(Stored items)
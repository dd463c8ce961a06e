//! The in-memory representation of a parsed isolation test spec.
//!
//! Nothing in this module talks to a database; it is pure data, built by
//! [`crate::spec_format::parse`] and consumed by [`crate::driver::Driver`].

use std::collections::HashMap;

/// A named (server, connect-string) pair. Sessions reference a `ConnInfo` by
/// name; multiple sessions may share one, in which case they also share the
/// server the [`crate::wait_detector::WaitDetector`] scopes its pidlist to.
#[derive(Debug, Clone)]
pub struct ConnInfo {
    pub name: String,
    pub connstring: String,
}

/// A single step: one SQL statement (or `;`-separated batch) belonging to
/// exactly one session.
#[derive(Debug, Clone)]
pub struct Step {
    pub name: String,
    pub session: usize,
    pub sql: String,
    /// Transient error message slot: empty except between capture (by the
    /// step executor) and the next report by the permutation runner.
    pub errormsg: Option<String>,
}

/// One of the concurrent sessions a test spec drives. `connection` is the
/// name of the `ConnInfo` to use, resolved to `conn_index` once the spec is
/// loaded; an absent `connection` resolves to connection index 0.
#[derive(Debug, Clone)]
pub struct Session {
    pub name: String,
    pub connection: Option<String>,
    pub conn_index: usize,
    pub setup: Option<String>,
    pub teardown: Option<String>,
    pub steps: Vec<Step>,
}

/// A permutation as written in the spec: an ordered list of step names. Step
/// names are resolved against the global step table at run time; see
/// [`crate::enumerator`].
#[derive(Debug, Clone)]
pub struct Permutation {
    pub steps: Vec<String>,
}

/// A fully parsed, immutable test spec.
///
/// `permutations` is empty when the spec declares none, in which case the
/// driver falls back to enumerating every legal interleaving (see
/// [`crate::enumerator::enumerate_all`]).
#[derive(Debug, Clone, Default)]
pub struct TestSpec {
    pub connections: Vec<ConnInfo>,
    pub sessions: Vec<Session>,
    pub setup: Vec<String>,
    pub teardown: Vec<String>,
    pub permutations: Vec<Permutation>,
}

/// Identifies a single step by its position in `TestSpec.sessions`.
pub type StepRef = (usize, usize);

impl TestSpec {
    /// Resolve each session's `connection` name to an index into
    /// `self.connections`, defaulting to `0` (the first declared connection,
    /// or the synthetic default connection the driver installs when the spec
    /// declares none at all).
    pub fn resolve_connections(&mut self) -> anyhow::Result<()> {
        let by_name: HashMap<&str, usize> = self
            .connections
            .iter()
            .enumerate()
            .map(|(i, c)| (c.name.as_str(), i))
            .collect();
        for session in &mut self.sessions {
            session.conn_index = match &session.connection {
                Some(name) => *by_name.get(name.as_str()).ok_or_else(|| {
                    anyhow::anyhow!(
                        "session {:?} references undefined connection {:?}",
                        session.name,
                        name
                    )
                })?,
                None => 0,
            };
        }
        Ok(())
    }

    /// The global step table, sorted by name, used to resolve named
    /// permutations (§4.4: "Resolve names via a global step table sorted by
    /// name and binary-searched").
    pub fn step_table(&self) -> Vec<(&str, StepRef)> {
        let mut table: Vec<(&str, StepRef)> = self
            .sessions
            .iter()
            .enumerate()
            .flat_map(|(si, session)| {
                session
                    .steps
                    .iter()
                    .enumerate()
                    .map(move |(ti, step)| (step.name.as_str(), (si, ti)))
            })
            .collect();
        table.sort_unstable_by_key(|(name, _)| *name);
        table
    }

    /// Resolve a step name to its `StepRef` via the sorted step table.
    pub fn resolve_step<'a>(table: &'a [(&'a str, StepRef)], name: &str) -> anyhow::Result<StepRef> {
        table
            .binary_search_by_key(&name, |(n, _)| *n)
            .map(|i| table[i].1)
            .map_err(|_| anyhow::anyhow!("undefined step name {:?}", name))
    }

    pub fn step(&self, step_ref: StepRef) -> &Step {
        &self.sessions[step_ref.0].steps[step_ref.1]
    }
}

AIM OF THE EXERCISE: Copy every line of the records above that contains "declares".

RESPONSE:
/// `permutations` is empty when the spec declares none, in which case the
    /// declares none at all).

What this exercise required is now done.